* [TASK DETAILS]: Every line in the data below that has the word "async" should be returned.

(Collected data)
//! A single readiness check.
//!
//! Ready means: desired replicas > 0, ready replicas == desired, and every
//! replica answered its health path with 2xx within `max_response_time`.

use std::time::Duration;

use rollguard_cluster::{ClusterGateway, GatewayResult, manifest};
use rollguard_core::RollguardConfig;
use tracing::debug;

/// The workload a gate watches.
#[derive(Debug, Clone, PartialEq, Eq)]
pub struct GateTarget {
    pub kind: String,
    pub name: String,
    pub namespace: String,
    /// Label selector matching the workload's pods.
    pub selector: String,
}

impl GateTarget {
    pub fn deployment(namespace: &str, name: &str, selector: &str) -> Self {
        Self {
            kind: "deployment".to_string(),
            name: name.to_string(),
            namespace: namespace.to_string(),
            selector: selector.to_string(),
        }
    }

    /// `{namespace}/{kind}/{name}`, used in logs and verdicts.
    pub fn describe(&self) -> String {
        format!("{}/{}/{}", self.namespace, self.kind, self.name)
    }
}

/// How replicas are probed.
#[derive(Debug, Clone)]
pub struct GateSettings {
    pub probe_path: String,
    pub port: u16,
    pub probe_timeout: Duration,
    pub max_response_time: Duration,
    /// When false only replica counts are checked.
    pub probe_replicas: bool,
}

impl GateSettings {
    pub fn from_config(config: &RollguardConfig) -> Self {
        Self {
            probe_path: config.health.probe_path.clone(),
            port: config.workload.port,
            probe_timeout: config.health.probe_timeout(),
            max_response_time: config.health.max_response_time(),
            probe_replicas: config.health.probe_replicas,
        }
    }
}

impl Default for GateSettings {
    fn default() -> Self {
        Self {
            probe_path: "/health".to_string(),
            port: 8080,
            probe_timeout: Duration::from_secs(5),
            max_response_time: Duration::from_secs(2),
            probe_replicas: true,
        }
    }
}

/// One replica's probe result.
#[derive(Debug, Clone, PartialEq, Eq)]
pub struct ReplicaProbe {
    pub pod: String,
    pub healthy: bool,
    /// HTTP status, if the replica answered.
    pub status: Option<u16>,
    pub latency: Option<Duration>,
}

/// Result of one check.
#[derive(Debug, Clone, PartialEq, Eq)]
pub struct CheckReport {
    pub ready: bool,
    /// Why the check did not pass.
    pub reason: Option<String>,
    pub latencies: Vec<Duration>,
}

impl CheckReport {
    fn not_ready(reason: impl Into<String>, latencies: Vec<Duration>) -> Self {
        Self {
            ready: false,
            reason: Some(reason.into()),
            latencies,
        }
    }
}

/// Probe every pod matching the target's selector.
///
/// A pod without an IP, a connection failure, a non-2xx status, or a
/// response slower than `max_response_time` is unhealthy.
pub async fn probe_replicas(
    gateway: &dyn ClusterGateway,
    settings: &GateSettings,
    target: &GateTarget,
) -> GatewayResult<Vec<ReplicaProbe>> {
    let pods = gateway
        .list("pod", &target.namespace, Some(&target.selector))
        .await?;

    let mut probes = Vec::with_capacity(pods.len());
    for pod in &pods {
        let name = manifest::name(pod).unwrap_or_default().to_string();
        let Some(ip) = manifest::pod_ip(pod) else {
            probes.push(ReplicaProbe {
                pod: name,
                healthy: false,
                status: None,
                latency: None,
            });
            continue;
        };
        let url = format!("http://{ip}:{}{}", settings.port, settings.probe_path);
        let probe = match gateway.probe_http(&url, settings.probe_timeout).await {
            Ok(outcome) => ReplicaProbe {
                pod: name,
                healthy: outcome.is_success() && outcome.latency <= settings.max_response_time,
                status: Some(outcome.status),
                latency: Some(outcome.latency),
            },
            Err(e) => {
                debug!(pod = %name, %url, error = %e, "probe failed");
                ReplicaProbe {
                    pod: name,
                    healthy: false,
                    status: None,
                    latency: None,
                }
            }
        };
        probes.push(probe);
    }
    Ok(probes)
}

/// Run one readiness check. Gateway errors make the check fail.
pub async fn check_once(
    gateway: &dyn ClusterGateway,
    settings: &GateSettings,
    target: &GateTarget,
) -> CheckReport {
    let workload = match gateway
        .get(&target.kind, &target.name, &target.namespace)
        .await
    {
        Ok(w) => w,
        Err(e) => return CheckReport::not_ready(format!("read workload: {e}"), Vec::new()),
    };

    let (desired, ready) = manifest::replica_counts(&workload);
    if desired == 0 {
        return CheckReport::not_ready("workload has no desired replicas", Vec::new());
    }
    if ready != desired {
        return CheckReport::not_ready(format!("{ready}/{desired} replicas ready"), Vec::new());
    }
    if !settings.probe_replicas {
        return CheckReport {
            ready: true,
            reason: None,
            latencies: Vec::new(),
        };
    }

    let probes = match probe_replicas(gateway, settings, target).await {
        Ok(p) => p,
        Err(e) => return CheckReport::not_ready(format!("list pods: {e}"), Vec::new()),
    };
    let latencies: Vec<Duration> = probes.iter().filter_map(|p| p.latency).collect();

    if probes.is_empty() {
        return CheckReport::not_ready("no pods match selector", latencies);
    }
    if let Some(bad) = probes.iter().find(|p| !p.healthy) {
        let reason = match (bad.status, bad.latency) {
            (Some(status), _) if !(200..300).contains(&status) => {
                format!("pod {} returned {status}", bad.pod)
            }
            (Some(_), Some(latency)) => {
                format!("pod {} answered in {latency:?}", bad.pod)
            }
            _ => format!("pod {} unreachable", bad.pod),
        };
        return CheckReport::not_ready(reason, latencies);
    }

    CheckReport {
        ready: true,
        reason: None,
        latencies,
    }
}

--

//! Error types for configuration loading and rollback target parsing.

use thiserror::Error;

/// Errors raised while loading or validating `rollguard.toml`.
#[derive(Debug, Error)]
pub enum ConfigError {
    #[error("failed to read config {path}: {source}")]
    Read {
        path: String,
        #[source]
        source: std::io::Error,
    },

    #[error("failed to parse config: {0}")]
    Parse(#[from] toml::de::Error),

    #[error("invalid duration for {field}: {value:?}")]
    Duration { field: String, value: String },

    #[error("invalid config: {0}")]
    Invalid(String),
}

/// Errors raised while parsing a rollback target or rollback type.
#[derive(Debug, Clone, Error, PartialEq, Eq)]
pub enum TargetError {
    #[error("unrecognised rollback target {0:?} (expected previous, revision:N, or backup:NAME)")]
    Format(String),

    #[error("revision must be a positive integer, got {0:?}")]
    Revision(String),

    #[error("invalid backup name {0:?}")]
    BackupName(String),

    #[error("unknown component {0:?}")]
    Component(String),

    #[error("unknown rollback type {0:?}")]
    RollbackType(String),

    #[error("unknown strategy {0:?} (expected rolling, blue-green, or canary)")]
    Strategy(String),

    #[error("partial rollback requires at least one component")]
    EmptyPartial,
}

* [RESPONSE TO THIS TASK]:
pub async fn probe_replicas(
pub async fn check_once(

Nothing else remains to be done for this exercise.